What you are asked to do
Locate the line that contains "of results recorded so far." in the entries below, then repeat it and every following line through the line that contains "an unset flag.", exactly, and no others.

------

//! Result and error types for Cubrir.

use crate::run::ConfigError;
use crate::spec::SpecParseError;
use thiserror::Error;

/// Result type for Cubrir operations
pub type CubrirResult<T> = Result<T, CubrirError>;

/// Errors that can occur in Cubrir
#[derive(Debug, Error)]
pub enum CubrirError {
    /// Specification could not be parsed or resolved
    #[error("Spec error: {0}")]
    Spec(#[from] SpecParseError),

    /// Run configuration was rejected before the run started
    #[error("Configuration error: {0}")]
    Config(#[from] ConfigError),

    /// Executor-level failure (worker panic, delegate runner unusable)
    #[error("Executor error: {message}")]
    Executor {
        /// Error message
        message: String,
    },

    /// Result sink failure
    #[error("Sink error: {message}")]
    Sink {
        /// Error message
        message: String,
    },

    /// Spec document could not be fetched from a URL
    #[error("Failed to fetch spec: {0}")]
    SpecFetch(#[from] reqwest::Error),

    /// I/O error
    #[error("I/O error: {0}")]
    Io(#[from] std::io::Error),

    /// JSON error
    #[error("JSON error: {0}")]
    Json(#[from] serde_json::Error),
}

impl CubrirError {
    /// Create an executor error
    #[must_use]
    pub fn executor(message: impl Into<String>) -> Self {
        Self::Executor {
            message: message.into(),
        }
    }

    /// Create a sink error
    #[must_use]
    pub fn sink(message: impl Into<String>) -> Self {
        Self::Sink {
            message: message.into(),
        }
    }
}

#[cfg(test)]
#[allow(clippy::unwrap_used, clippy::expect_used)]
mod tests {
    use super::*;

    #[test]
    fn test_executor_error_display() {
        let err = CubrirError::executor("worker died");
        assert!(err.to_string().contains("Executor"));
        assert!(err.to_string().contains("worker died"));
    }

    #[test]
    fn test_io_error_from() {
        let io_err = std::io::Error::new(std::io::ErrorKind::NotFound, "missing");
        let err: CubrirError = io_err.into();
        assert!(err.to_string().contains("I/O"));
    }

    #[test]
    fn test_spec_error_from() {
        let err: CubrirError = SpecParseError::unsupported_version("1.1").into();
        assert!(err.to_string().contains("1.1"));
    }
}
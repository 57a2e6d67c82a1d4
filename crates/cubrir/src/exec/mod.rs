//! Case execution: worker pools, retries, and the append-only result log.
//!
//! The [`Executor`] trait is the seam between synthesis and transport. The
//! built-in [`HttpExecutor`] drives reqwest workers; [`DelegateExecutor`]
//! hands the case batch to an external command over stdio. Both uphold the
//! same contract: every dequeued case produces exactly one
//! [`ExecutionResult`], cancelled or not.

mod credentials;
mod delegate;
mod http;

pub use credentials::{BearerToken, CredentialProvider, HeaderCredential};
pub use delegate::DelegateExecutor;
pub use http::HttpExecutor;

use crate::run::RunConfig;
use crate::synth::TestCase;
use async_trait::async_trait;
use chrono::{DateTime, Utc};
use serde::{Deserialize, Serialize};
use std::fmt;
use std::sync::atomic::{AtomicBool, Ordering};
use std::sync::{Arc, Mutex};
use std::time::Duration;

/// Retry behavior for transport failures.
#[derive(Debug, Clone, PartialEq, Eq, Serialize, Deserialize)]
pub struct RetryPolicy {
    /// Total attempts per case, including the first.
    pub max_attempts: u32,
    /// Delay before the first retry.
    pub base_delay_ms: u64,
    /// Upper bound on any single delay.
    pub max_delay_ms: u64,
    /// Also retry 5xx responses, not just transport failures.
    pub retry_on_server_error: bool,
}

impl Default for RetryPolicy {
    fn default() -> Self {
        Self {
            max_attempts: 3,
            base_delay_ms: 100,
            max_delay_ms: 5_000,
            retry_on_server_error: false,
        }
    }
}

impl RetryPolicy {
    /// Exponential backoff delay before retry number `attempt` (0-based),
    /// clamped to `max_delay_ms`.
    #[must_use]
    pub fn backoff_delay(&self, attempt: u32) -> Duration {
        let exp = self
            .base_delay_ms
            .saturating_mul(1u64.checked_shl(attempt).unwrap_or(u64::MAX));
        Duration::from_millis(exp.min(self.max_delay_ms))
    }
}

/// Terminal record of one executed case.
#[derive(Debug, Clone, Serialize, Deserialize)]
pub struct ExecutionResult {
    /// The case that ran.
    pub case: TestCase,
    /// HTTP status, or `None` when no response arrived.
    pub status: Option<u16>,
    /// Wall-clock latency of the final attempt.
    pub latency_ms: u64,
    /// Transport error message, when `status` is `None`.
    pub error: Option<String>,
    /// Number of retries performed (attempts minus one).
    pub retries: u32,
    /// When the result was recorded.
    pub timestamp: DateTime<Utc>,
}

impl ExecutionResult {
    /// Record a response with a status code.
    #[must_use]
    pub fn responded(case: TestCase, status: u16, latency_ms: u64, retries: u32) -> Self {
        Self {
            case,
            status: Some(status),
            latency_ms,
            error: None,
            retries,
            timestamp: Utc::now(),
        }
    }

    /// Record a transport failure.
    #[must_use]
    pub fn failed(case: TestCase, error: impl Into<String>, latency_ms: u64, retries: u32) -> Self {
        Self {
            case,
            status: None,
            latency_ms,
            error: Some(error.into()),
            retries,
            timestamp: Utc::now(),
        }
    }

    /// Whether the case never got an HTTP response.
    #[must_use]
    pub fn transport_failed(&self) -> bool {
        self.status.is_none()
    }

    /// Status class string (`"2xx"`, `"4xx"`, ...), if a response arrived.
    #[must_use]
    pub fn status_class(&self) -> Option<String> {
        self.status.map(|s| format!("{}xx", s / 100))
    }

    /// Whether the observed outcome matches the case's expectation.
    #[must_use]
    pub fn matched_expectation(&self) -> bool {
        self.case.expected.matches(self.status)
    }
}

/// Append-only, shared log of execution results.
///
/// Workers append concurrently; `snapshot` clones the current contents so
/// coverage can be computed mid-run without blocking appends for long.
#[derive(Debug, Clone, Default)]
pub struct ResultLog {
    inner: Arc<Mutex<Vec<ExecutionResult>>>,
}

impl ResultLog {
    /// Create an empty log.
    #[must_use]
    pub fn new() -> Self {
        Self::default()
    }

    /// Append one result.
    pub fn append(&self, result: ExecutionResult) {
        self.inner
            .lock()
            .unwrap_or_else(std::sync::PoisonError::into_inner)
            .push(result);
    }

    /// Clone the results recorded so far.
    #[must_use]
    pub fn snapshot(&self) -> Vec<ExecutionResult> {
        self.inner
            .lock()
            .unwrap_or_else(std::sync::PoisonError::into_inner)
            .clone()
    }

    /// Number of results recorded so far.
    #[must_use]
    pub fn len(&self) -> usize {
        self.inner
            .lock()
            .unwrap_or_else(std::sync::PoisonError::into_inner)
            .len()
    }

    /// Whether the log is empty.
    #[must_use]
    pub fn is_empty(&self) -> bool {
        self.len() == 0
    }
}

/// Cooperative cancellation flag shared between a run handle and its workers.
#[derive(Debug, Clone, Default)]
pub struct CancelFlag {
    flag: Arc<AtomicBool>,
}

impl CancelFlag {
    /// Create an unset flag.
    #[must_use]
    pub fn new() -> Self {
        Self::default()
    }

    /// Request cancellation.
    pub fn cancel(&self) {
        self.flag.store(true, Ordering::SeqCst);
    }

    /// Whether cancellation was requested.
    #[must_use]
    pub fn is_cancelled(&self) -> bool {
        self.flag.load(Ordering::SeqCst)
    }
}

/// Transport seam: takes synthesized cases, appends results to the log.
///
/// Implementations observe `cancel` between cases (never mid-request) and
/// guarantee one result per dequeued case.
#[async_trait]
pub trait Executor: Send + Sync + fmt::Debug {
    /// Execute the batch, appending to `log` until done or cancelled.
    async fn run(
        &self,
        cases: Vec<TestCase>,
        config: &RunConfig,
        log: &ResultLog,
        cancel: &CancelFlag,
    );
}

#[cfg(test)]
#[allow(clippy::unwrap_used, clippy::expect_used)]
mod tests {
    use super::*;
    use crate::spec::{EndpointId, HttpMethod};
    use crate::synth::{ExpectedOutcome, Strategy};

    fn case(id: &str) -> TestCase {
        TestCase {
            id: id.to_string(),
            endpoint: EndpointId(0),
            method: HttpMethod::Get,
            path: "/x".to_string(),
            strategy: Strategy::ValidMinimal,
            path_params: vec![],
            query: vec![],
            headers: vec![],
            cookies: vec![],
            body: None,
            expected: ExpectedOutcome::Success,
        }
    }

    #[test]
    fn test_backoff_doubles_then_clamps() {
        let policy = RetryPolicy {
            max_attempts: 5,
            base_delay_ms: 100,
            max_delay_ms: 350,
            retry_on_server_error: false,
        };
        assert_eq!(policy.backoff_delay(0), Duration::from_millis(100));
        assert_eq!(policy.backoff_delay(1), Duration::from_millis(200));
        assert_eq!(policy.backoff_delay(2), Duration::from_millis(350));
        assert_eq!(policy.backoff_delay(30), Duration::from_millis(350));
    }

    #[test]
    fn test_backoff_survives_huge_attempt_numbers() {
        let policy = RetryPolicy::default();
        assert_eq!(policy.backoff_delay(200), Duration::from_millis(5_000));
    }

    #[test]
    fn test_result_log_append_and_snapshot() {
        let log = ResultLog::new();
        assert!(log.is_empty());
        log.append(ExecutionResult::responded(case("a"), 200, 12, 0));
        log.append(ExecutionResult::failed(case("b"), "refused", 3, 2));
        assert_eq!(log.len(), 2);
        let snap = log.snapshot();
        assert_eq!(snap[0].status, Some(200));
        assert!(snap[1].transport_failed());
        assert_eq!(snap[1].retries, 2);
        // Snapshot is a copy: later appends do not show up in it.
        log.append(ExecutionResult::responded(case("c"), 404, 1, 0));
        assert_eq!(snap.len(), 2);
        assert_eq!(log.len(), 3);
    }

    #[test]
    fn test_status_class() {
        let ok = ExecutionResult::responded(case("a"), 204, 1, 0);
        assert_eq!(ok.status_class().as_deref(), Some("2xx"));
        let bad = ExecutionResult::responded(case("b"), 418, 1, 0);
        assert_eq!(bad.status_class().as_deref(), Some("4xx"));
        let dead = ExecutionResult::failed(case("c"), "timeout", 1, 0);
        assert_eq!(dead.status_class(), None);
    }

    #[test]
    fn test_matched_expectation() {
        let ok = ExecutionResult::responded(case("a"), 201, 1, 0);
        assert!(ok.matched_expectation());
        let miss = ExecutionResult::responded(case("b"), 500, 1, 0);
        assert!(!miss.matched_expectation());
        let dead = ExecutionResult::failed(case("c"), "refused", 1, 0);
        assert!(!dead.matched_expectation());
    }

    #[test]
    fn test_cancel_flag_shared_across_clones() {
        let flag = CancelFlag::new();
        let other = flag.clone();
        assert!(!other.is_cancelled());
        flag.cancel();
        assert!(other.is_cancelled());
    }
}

------

Answer for the task
    /// Number of results recorded so far.
    #[must_use]
    pub fn len(&self) -> usize {
        self.inner
            .lock()
            .unwrap_or_else(std::sync::PoisonError::into_inner)
            .len()
    }

    /// Whether the log is empty.
    #[must_use]
    pub fn is_empty(&self) -> bool {
        self.len() == 0
    }
}

/// Cooperative cancellation flag shared between a run handle and its workers.
#[derive(Debug, Clone, Default)]
pub struct CancelFlag {
    flag: Arc<AtomicBool>,
}

impl CancelFlag {
    /// Create an unset flag.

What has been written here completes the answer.